Saturday, March 16, 2024

Marcel Duchamp, Leonardo da Vinci, and Challenging Aesthetic Traditions of Art

By putting a moustache on the Mona Lisa, Duchamp, along with the Futurists and the DaDaists of the early 20th century, questioned the authority of the elite and the prevailing dominant groups in society to set the rules about what can be considered "art" or "high culture."  This questioning had started in the 19th century, with the Realists daring to challenge the established conventions by putting poor people (the gleaners, for example) on a large canvas - a size reserved for "historical" scenes -- heroic or religious.  The Impressionists continued the interrogation of tradition (and the hegemony of "royal societies" and other organizations to dictate what was considered to be "good" or "real." 

 

What I think is a bit ironic of the public's reaction to Duchamp's questioning of the dominant culture's stranglehold on "taste" and "beauty" and what it means for something to be considered "art" is that Leonardo himself was an iconoclast and not a paragon or the apotheosis of conservative, elitist ideas about art, and the appropriate subjects of art.  

 

If you take a close look at his famous painting, "The Last Supper," you will see significant deviations from earlier work, say, from medieval times.  Through his placement of Jesus, the disciples, the sacraments, etc. and his use of light and color, he is incorporating Renaissance and humanist values, moving away from the rigid iconography of the medieval cosmology (derived from strict, hierarchical relations).  If you want to see the perfect illustration of a medieval mindset, and notions of hierarchy (and hence legitimacy), think of the Great Chain of Being, or the layers in Dante's Inferno (and similarly, the rounds in Purgatory and Paradise). 

 

So what could possibly have been subversive about Leonardo’s “La Gioconda / The Mona Lisa” at the time he painted it? First, let’s take a look at what Lisa Gherardini, the wife of the silk merchant and the mother of his five children, known now as La Gioconda, is wearing. It was the norm for a wealthy man who was commissioning a painting of his wife to make sure she was adorned with all the best family jewels and pearls in their possession.  After all, this painting was intended to document their prosperity and well-being. So, let’s take a look. Do you see any jeweled hair pieces, dangling pearl and garnet earrings, bejeweled necklaces, rings, or bracelets? No. Neither do I.  Do you see fancy furs, fur trimming, plush velvets, or fancy gold embroidery?  No. Neither do I.

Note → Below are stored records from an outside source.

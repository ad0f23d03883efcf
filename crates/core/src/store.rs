use std::collections::{BTreeMap, HashMap};
use std::fmt;

use chrono::{DateTime, Utc};
use tracing::debug;

use crate::error::{Result, TrackError};
use crate::record::{NameRow, PostRow, Record, TagRow};
use crate::remote::{RemoteFeed, RemoteItem};
use crate::vocab::VocabularyGate;

/// Key under which a record can be addressed: the session-local numeric id
/// or the remote feed's string id.
#[derive(Debug, Clone, PartialEq, Eq)]
pub enum RecordKey {
    Local(u64),
    Remote(String),
}

impl RecordKey {
    /// Operator input: all digits means a local id, anything else a remote id.
    pub fn parse(raw: &str) -> RecordKey {
        match raw.trim().parse::<u64>() {
            Ok(n) => RecordKey::Local(n),
            Err(_) => RecordKey::Remote(raw.trim().to_string()),
        }
    }
}

impl fmt::Display for RecordKey {
    fn fmt(&self, f: &mut fmt::Formatter<'_>) -> fmt::Result {
        match self {
            RecordKey::Local(id) => write!(f, "{id}"),
            RecordKey::Remote(id) => write!(f, "{id}"),
        }
    }
}

#[derive(Debug, Default)]
pub struct SyncOutcome {
    /// Items not yet tracked locally, in the feed's order (newest first).
    pub unseen: Vec<RemoteItem>,
    /// How many tracked records saw their metrics move.
    pub drifted: usize,
}

/// All records for a session, reachable by local id and remote id alike.
/// Both lookups are O(1); the remote index maps onto the primary map so the
/// two key spaces can never disagree about which record they name.
#[derive(Debug)]
pub struct RecordStore {
    records: BTreeMap<u64, Record>,
    by_remote: HashMap<String, u64>,
    next_local_id: u64,
}

impl Default for RecordStore {
    fn default() -> Self {
        RecordStore::new()
    }
}

impl RecordStore {
    pub fn new() -> RecordStore {
        RecordStore {
            records: BTreeMap::new(),
            by_remote: HashMap::new(),
            next_local_id: 1,
        }
    }

    pub fn len(&self) -> usize {
        self.records.len()
    }

    pub fn is_empty(&self) -> bool {
        self.records.is_empty()
    }

    /// Records in ascending local-id order.
    pub fn records(&self) -> impl Iterator<Item = &Record> {
        self.records.values()
    }

    pub fn contains_remote(&self, remote_id: &str) -> bool {
        self.by_remote.contains_key(remote_id)
    }

    fn local_id_for(&self, key: &RecordKey) -> Result<u64> {
        let found = match key {
            RecordKey::Local(id) => self.records.contains_key(id).then_some(*id),
            RecordKey::Remote(id) => self.by_remote.get(id).copied(),
        };
        found.ok_or_else(|| TrackError::NotFound(key.to_string()))
    }

    pub fn get(&self, key: &RecordKey) -> Result<&Record> {
        let id = self.local_id_for(key)?;
        self.records
            .get(&id)
            .ok_or_else(|| TrackError::NotFound(key.to_string()))
    }

    pub fn get_mut(&mut self, key: &RecordKey) -> Result<&mut Record> {
        let id = self.local_id_for(key)?;
        self.records
            .get_mut(&id)
            .ok_or_else(|| TrackError::NotFound(key.to_string()))
    }

    /// Take a formerly-unseen item into the store under a fresh local id.
    /// Adopting an id that is already tracked hands back the existing record.
    pub fn adopt(&mut self, item: &RemoteItem) -> Result<&Record> {
        if self.by_remote.contains_key(&item.id) {
            return self.get(&RecordKey::Remote(item.id.clone()));
        }
        let local_id = self.next_local_id;
        self.next_local_id += 1;
        let record = Record::from_remote(item, local_id);
        self.by_remote.insert(record.remote_id.clone(), local_id);
        self.records.insert(local_id, record);
        self.get(&RecordKey::Local(local_id))
    }

    /// Walk the feed's reverse-chronological listing. Items older than
    /// `boundary` stop the walk; tracked items get their metrics refreshed
    /// in place; everything else comes back as unseen, newest first. Each
    /// item's update is applied whole, so a failure mid-listing leaves no
    /// half-written metrics behind.
    pub fn sync(
        &mut self,
        feed: &dyn RemoteFeed,
        subreddit: &str,
        limit: usize,
        boundary: DateTime<Utc>,
    ) -> Result<SyncOutcome> {
        let listing = feed.list_recent(subreddit, limit)?;
        let mut outcome = SyncOutcome::default();
        for item in listing {
            if item.created_at < boundary {
                break;
            }
            if let Some(&local_id) = self.by_remote.get(&item.id) {
                if let Some(record) = self.records.get_mut(&local_id) {
                    if record.apply_remote_update(&item) {
                        outcome.drifted += 1;
                    }
                }
            } else {
                outcome.unseen.push(item);
            }
        }
        debug!(
            unseen = outcome.unseen.len(),
            drifted = outcome.drifted,
            "sync walk finished"
        );
        Ok(outcome)
    }

    pub fn to_post_rows(&self) -> Vec<PostRow> {
        self.records.values().map(Record::to_row).collect()
    }

    pub fn to_tag_rows(&self) -> Vec<TagRow> {
        self.records.values().flat_map(Record::tag_rows).collect()
    }

    pub fn to_name_rows(&self) -> Vec<NameRow> {
        self.records.values().flat_map(Record::name_rows).collect()
    }

    /// Rebuild the dual-keyed collection from persisted rows. Tag and name
    /// rows seed the vocabularies through the force path, exactly as they
    /// were accepted when first attached. The id sequence resumes past the
    /// highest loaded id so adopted items can never collide.
    pub fn from_rows(
        posts: &[PostRow],
        tags: &[TagRow],
        names: &[NameRow],
        gate: &mut VocabularyGate,
    ) -> Result<RecordStore> {
        let mut store = RecordStore::new();
        for row in posts {
            let record = Record::from_row(row)?;
            if store.records.contains_key(&record.local_id) {
                return Err(TrackError::MalformedRow(format!(
                    "duplicate local id {} in posts table",
                    record.local_id
                )));
            }
            if store.by_remote.contains_key(&record.remote_id) {
                return Err(TrackError::MalformedRow(format!(
                    "duplicate remote id '{}' in posts table",
                    record.remote_id
                )));
            }
            store.by_remote.insert(record.remote_id.clone(), record.local_id);
            store.records.insert(record.local_id, record);
        }
        for row in tags {
            let record = store.records.get_mut(&row.local_id).ok_or_else(|| {
                TrackError::MalformedRow(format!(
                    "tag row references unknown post {}",
                    row.local_id
                ))
            })?;
            record.add_tag(gate, &row.tag, true);
        }
        for row in names {
            let record = store.records.get_mut(&row.local_id).ok_or_else(|| {
                TrackError::MalformedRow(format!(
                    "name row references unknown post {}",
                    row.local_id
                ))
            })?;
            record.add_name(gate, &row.name, true);
        }
        store.next_local_id = store.records.keys().next_back().copied().unwrap_or(0) + 1;
        Ok(store)
    }
}

#[cfg(test)]
mod tests {
    use super::*;
    use chrono::TimeZone;

    fn item(id: &str, score: i64, day: u32) -> RemoteItem {
        RemoteItem {
            id: id.to_string(),
            created_at: Utc.with_ymd_and_hms(2024, 6, day, 12, 0, 0).unwrap(),
            url: format!("https://example.org/{id}"),
            author: "reporter".to_string(),
            title: format!("story {id}"),
            score,
            upvote_ratio: 0.9,
            comment_count: 3,
            permalink: format!("/r/sub/comments/{id}/story/"),
        }
    }

    struct StaticFeed {
        items: Vec<RemoteItem>,
    }

    impl RemoteFeed for StaticFeed {
        fn list_recent(&self, _subreddit: &str, limit: usize) -> Result<Vec<RemoteItem>> {
            Ok(self.items.iter().take(limit).cloned().collect())
        }

        fn item_by_id(&self, id: &str) -> Result<RemoteItem> {
            self.items
                .iter()
                .find(|item| item.id == id)
                .cloned()
                .ok_or_else(|| TrackError::NotFound(id.to_string()))
        }
    }

    struct DownFeed;

    impl RemoteFeed for DownFeed {
        fn list_recent(&self, _subreddit: &str, _limit: usize) -> Result<Vec<RemoteItem>> {
            Err(TrackError::RemoteUnavailable("connection refused".to_string()))
        }

        fn item_by_id(&self, _id: &str) -> Result<RemoteItem> {
            Err(TrackError::RemoteUnavailable("connection refused".to_string()))
        }
    }

    fn boundary(day: u32) -> DateTime<Utc> {
        Utc.with_ymd_and_hms(2024, 6, day, 0, 0, 0).unwrap()
    }

    #[test]
    fn adopt_assigns_sequential_ids_under_both_keys() {
        let mut store = RecordStore::new();
        store.adopt(&item("aaa", 1, 1)).unwrap();
        store.adopt(&item("bbb", 2, 2)).unwrap();
        assert_eq!(store.len(), 2);

        let by_local = store.get(&RecordKey::Local(1)).unwrap();
        let by_remote = store.get(&RecordKey::Remote("aaa".to_string())).unwrap();
        assert_eq!(by_local.local_id, by_remote.local_id);
        assert_eq!(by_local.remote_id, by_remote.remote_id);
    }

    #[test]
    fn adopting_a_tracked_item_is_idempotent() {
        let mut store = RecordStore::new();
        store.adopt(&item("aaa", 1, 1)).unwrap();
        let again = store.adopt(&item("aaa", 5, 1)).unwrap();
        assert_eq!(again.local_id, 1);
        // the original metrics stand; refresh happens through sync
        assert_eq!(again.metrics.score, 1);
        assert_eq!(store.len(), 1);
    }

    #[test]
    fn unknown_keys_are_not_found() {
        let store = RecordStore::new();
        assert!(matches!(
            store.get(&RecordKey::Local(9)),
            Err(TrackError::NotFound(_))
        ));
        assert!(matches!(
            store.get(&RecordKey::Remote("zzz".to_string())),
            Err(TrackError::NotFound(_))
        ));
    }

    #[test]
    fn key_parsing_prefers_numeric_local_ids() {
        assert_eq!(RecordKey::parse("42"), RecordKey::Local(42));
        assert_eq!(
            RecordKey::parse(" abc123 "),
            RecordKey::Remote("abc123".to_string())
        );
    }

    #[test]
    fn sync_updates_tracked_and_returns_unseen() {
        let mut store = RecordStore::new();
        store.adopt(&item("aaa", 10, 5)).unwrap();

        let feed = StaticFeed {
            items: vec![item("bbb", 4, 6), item("aaa", 15, 5)],
        };
        let outcome = store.sync(&feed, "sub", 100, boundary(1)).unwrap();

        assert_eq!(outcome.unseen.len(), 1);
        assert_eq!(outcome.unseen[0].id, "bbb");
        assert_eq!(outcome.drifted, 1);
        assert_eq!(store.len(), 1);
        let tracked = store.get(&RecordKey::Remote("aaa".to_string())).unwrap();
        assert_eq!(tracked.metrics.score, 15);
    }

    #[test]
    fn sync_stops_at_the_boundary() {
        let mut store = RecordStore::new();
        // newest first: day 20, day 10, day 2; boundary at day 5
        let feed = StaticFeed {
            items: vec![item("new1", 1, 20), item("new2", 1, 10), item("old", 1, 2)],
        };
        let outcome = store.sync(&feed, "sub", 100, boundary(5)).unwrap();
        let ids: Vec<&str> = outcome.unseen.iter().map(|i| i.id.as_str()).collect();
        assert_eq!(ids, vec!["new1", "new2"]);
    }

    #[test]
    fn sync_respects_the_scan_limit() {
        let mut store = RecordStore::new();
        let feed = StaticFeed {
            items: vec![item("a", 1, 20), item("b", 1, 19), item("c", 1, 18)],
        };
        let outcome = store.sync(&feed, "sub", 2, boundary(1)).unwrap();
        assert_eq!(outcome.unseen.len(), 2);
    }

    #[test]
    fn a_dead_feed_surfaces_as_remote_unavailable() {
        let mut store = RecordStore::new();
        store.adopt(&item("aaa", 10, 5)).unwrap();
        let err = store.sync(&DownFeed, "sub", 100, boundary(1)).unwrap_err();
        assert!(matches!(err, TrackError::RemoteUnavailable(_)));
        // nothing was touched
        assert_eq!(
            store
                .get(&RecordKey::Remote("aaa".to_string()))
                .unwrap()
                .metrics
                .score,
            10
        );
    }

    #[test]
    fn id_sequence_resumes_past_loaded_rows() {
        let mut gate = VocabularyGate::new(Vec::new());
        let posts = vec![
            Record::from_remote(&item("aaa", 1, 1), 3).to_row(),
            Record::from_remote(&item("bbb", 2, 2), 8).to_row(),
        ];
        let mut store = RecordStore::from_rows(&posts, &[], &[], &mut gate).unwrap();
        let adopted = store.adopt(&item("ccc", 3, 3)).unwrap();
        assert_eq!(adopted.local_id, 9);
    }

    #[test]
    fn duplicate_rows_abort_the_load() {
        let mut gate = VocabularyGate::new(Vec::new());
        let row = Record::from_remote(&item("aaa", 1, 1), 1).to_row();
        let err = RecordStore::from_rows(&[row.clone(), row], &[], &[], &mut gate).unwrap_err();
        assert!(matches!(err, TrackError::MalformedRow(_)));
    }

    #[test]
    fn orphaned_tag_rows_abort_the_load() {
        let mut gate = VocabularyGate::new(Vec::new());
        let tags = vec![TagRow {
            local_id: 99,
            tag: "news".to_string(),
        }];
        let err = RecordStore::from_rows(&[], &tags, &[], &mut gate).unwrap_err();
        assert!(matches!(err, TrackError::MalformedRow(_)));
    }
}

Mona Lisa by Leonardo da Vinci (image from Wikipedia)

Finally, where is Lisa Gherardini, La Gioconda, sitting?  She’s not in a palatial garden in front of an elaborate fountain, and nor is she in a room or an alcove where you might see ponderous Doric columns suggesting she is in a palazzo or a large villa. Instead, she is seated in front of a landscape so complicated that it seems to be a dreamscape or even something from a medieval notion of reality, even something you might imagine as a part of Dante’s Purgatory – winding roads requiring the presence of a virtuous woman, Beatrice, to guide you to eventual portals of Paradise.

 

Wives were to be the repositories of virtue in the Renaissance household.  As such, they needed to behave in a certain way. Renaissance theorist Leon Battista Alberti asserted that young women should maintain self-restraint and a “grave demeanor.”  Mona Lisa’s smile flies in the face of that admonition.

 

Nor is the Mona Lisa beautiful.  Beauty was related to virtue, following not only Greek ideals, but also those of Petrarch and other Renaissance writers.  The woman’s beauty was assumed to lift a man up and unite him with the sphere of all beauty and perfection, which was God. La Gianconda has regular features, but she looks nothing like the paintings of other Renaissance artists, such as Botticelli, whose paintings of “A Young Woman” and of Aphrodite rising from the sea, perfectly represent the kind of transcendent beauty capable of lifting up the mind and spirit of a man and achieving unity with the divine sphere (and the source of divine knowledge, the making of intuitive knowledge).

 

So, the Mona Lisa’s smile is subversive, and her plain looks do not elevate. In that sense Leonardo subverts the notion of what kind of emotion a painting of a woman is supposed to elicit – either a serious regard for the embodiment of virtue, or a vertiginous flight of the mind to ideas of eternal, divine beauty, and by extension, knowledge and understanding.

 

How is the Mona Lisa posing?  She is not seen in profile or looking straight on to the painter or viewer. Instead, one shoulder is ahead of the other, and she’s seen in three-quarter view. This pose, new in the Renaissance era, draws the eye in, and makes the subject seem more approachable. The Mona Lisa was one of the first to have the sitter relaxing with her hand resting on her arm, which is on the arm of a chair.

 

There is a rare intimacy in the portrait, to the point that it is almost as though she is asking you to talk to her, and also accompany her as she takes you though life’s winding pathways, depicted in the fantastical landscape behind her.